Они спустились в лифте — мистер Сэммлер и серая женщина, прошли подземным переходом, устланным пестрым линолеумом, потом по темным туннелям, потом вверх и вниз по галереям, мимо лабораторий и складов. Итак, вот она, эта знаменитая истина, за которой он охотился неустанно, — он поймал ее наконец или она поймала его. Теперь эта истина его разрушала — разрушала то, что от него осталось. Он рыдал про себя. Он шел привычным широким шагом, поджидая на поворотах сопровождавшую его сестру. В застоявшемся воздухе, напоенном запахами нательного белья, болезни и лекарств. Он чувствовал, что рассыпается на части: какие-то разнородные куски в его организме плавятся, растекаются, вспыхивая болью. Элии не стало — у него опять отняли, отобрали еще одно существо. Порвалась еще одна нить, связывавшая его с жизнью. Он начал задыхаться.
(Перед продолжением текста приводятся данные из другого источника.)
use super::{
    CalculationRequest, VatService, COUNTRY_CODE_CHECK_PATH, COUNTRY_RATES_PATH, IP_CHECK_PATH,
    VAT_CALCULATOR_PATH, VAT_NUMBER_CHECK_PATH,
};
use crate::config::VatApiConfig;
use crate::error::{Result, VatApiError};
use reqwest::blocking::Client;
use reqwest::header::{HeaderMap, HeaderValue, ACCEPT, CONTENT_TYPE};
use serde_json::Value;
use tracing::debug;

const API_KEY_HEADER: &str = "apikey";
const JSON_MIME: &str = "application/json";

/// Blocking client for the VAT API.
///
/// The key is sent as-is, even when empty: refusing unauthenticated calls is
/// the command layer's job, and the server rejects bad keys with a 401.
pub struct HttpVatService {
    base_url: String,
    api_key: String,
}

impl HttpVatService {
    pub fn new(base_url: impl Into<String>, config: &VatApiConfig) -> Self {
        Self {
            base_url: base_url.into().trim_end_matches('/').to_string(),
            api_key: config.api_key.clone(),
        }
    }

    pub fn base_url(&self) -> &str {
        &self.base_url
    }

    fn client(&self) -> Result<Client> {
        let mut headers = HeaderMap::new();
        headers.insert(API_KEY_HEADER, HeaderValue::from_str(&self.api_key)?);
        headers.insert(ACCEPT, HeaderValue::from_static(JSON_MIME));
        headers.insert(CONTENT_TYPE, HeaderValue::from_static(JSON_MIME));

        Ok(Client::builder().default_headers(headers).build()?)
    }

    fn get(&self, path: &str, query: &[(&str, &str)]) -> Result<Value> {
        let client = self.client()?;
        let url = format!("{}{}", self.base_url, path);
        debug!(path, ?query, "sending request");

        let response = client
            .get(&url)
            .query(query)
            .send()
            .map_err(transport_error)?;

        let status = response.status().as_u16();
        let body = response.text().map_err(transport_error)?;
        debug!(path, status, bytes = body.len(), "received response");

        if !(200..300).contains(&status) {
            return Err(status_error(status, &body));
        }
        parse_body(&body)
    }
}

impl VatService for HttpVatService {
    fn validate_vat_number(&self, vat_number: &str) -> Result<Value> {
        self.get(VAT_NUMBER_CHECK_PATH, &[("vatid", vat_number)])
    }

    fn country_rates(&self, country_code: &str) -> Result<Value> {
        self.get(COUNTRY_CODE_CHECK_PATH, &[("code", country_code)])
    }

    fn all_country_rates(&self) -> Result<Value> {
        self.get(COUNTRY_RATES_PATH, &[])
    }

    fn rates_by_ip(&self, ip_address: Option<&str>) -> Result<Value> {
        match ip_address.filter(|ip| !ip.is_empty()) {
            Some(ip) => self.get(IP_CHECK_PATH, &[("address", ip)]),
            None => self.get(IP_CHECK_PATH, &[]),
        }
    }

    fn calculate_vat(&self, request: &CalculationRequest) -> Result<Value> {
        self.get(VAT_CALCULATOR_PATH, &request.query())
    }
}

/// Maps a non-2xx response to its error kind. The fixed statuses win over the body.
pub fn status_error(status: u16, body: &str) -> VatApiError {
    match status {
        401 => VatApiError::Authentication,
        403 => VatApiError::Authorization,
        404 => VatApiError::NotFound,
        429 => VatApiError::RateLimit,
        _ => VatApiError::Api {
            status,
            message: error_message(body),
        },
    }
}

/// Body `message`, else body `error`, else the whole body.
pub fn error_message(body: &str) -> String {
    match serde_json::from_str::<Value>(body) {
        Ok(value) => message_field(&value, "message")
            .or_else(|| message_field(&value, "error"))
            .unwrap_or_else(|| value.to_string()),
        Err(_) => body.to_string(),
    }
}

fn message_field(value: &Value, field: &str) -> Option<String> {
    match value.get(field)? {
        Value::Null | Value::Bool(false) => None,
        Value::String(s) if s.is_empty() => None,
        Value::String(s) => Some(s.clone()),
        other => Some(other.to_string()),
    }
}

/// Failures before a request leaves the process propagate unchanged; anything
/// that went out without a usable response is a connectivity problem.
fn transport_error(err: reqwest::Error) -> VatApiError {
    if err.is_builder() {
        return VatApiError::Http(err);
    }
    if err.is_connect() || err.is_timeout() || err.is_request() || err.is_body() {
        debug!(error = %err, "no response from service");
        return VatApiError::Connectivity;
    }
    VatApiError::Http(err)
}

fn parse_body(body: &str) -> Result<Value> {
    if body.trim().is_empty() {
        return Ok(Value::Null);
    }
    serde_json::from_str(body).map_err(|e| VatApiError::UnexpectedResponse(e.to_string()))
}
mod cli;

fn main() {
    if let Err(e) = cli::run() {
        cli::print::report_error(&e);
        std::process::exit(1);
    }
}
Серая медсестра догнала его. Еще несколько сотен шагов подземными лабиринтами, пахнущими серой, первичным бульоном, плесенью и брожением клеток. Сестра взяла шляпу из рук Сэммлера и сказала: «Это здесь». Над дверью была табличка «P.M.».
Post-mortem. Прозекторская. Они готовы произвести вскрытие, как только Анджела подпишет нужные бумаги. А она, без сомнения, подпишет. Пусть они выяснят, что же было не в порядке. А потом кремация.
— Я ищу доктора Гранера. Где он? — сказал Сэммлер.
Санитар указал на каталку, на которой лежал Элия. Сэммлер отбросил простыню, прикрывавшую темное лицо. Ноздри, темные складки возле рта, набухшие бледные веки закрытых глаз, лысая голова с покатым лбом, испещренным размеренной вязью морщин. На губах застыло смешанное выражение покорности и горькой обиды.
Мысленно Сэммлер прошептал: «Вот и все, Элия. Вот и все. Вот и все». А затем он добавил так же про себя: «Не забудь, о Господи, душу Элии Гранера, который от всего сердца и со всем усердием, ему данным, и даже в самых невыносимых ситуациях, и даже когда задыхался, и даже когда смерть явилась за ним, и даже чересчур услужливо (да простится мне это), готов был делать то, что от него требовалось. Этот человек в лучших своих проявлениях был гораздо добрее, чем я мог бы когда-нибудь быть. Он сознавал свой долг и выполнил его, выполнил — несмотря на всю неразбериху и унизительное шутовство этой жизни, через которую каждому приходится пройти, — действительно выполнил условия своего контракта. Условия, которые каждый человек знает в глубине души. Как я знаю свои. Как знают все. Потому что это и есть истина, о Господи, — что мы знаем, знаем, знаем».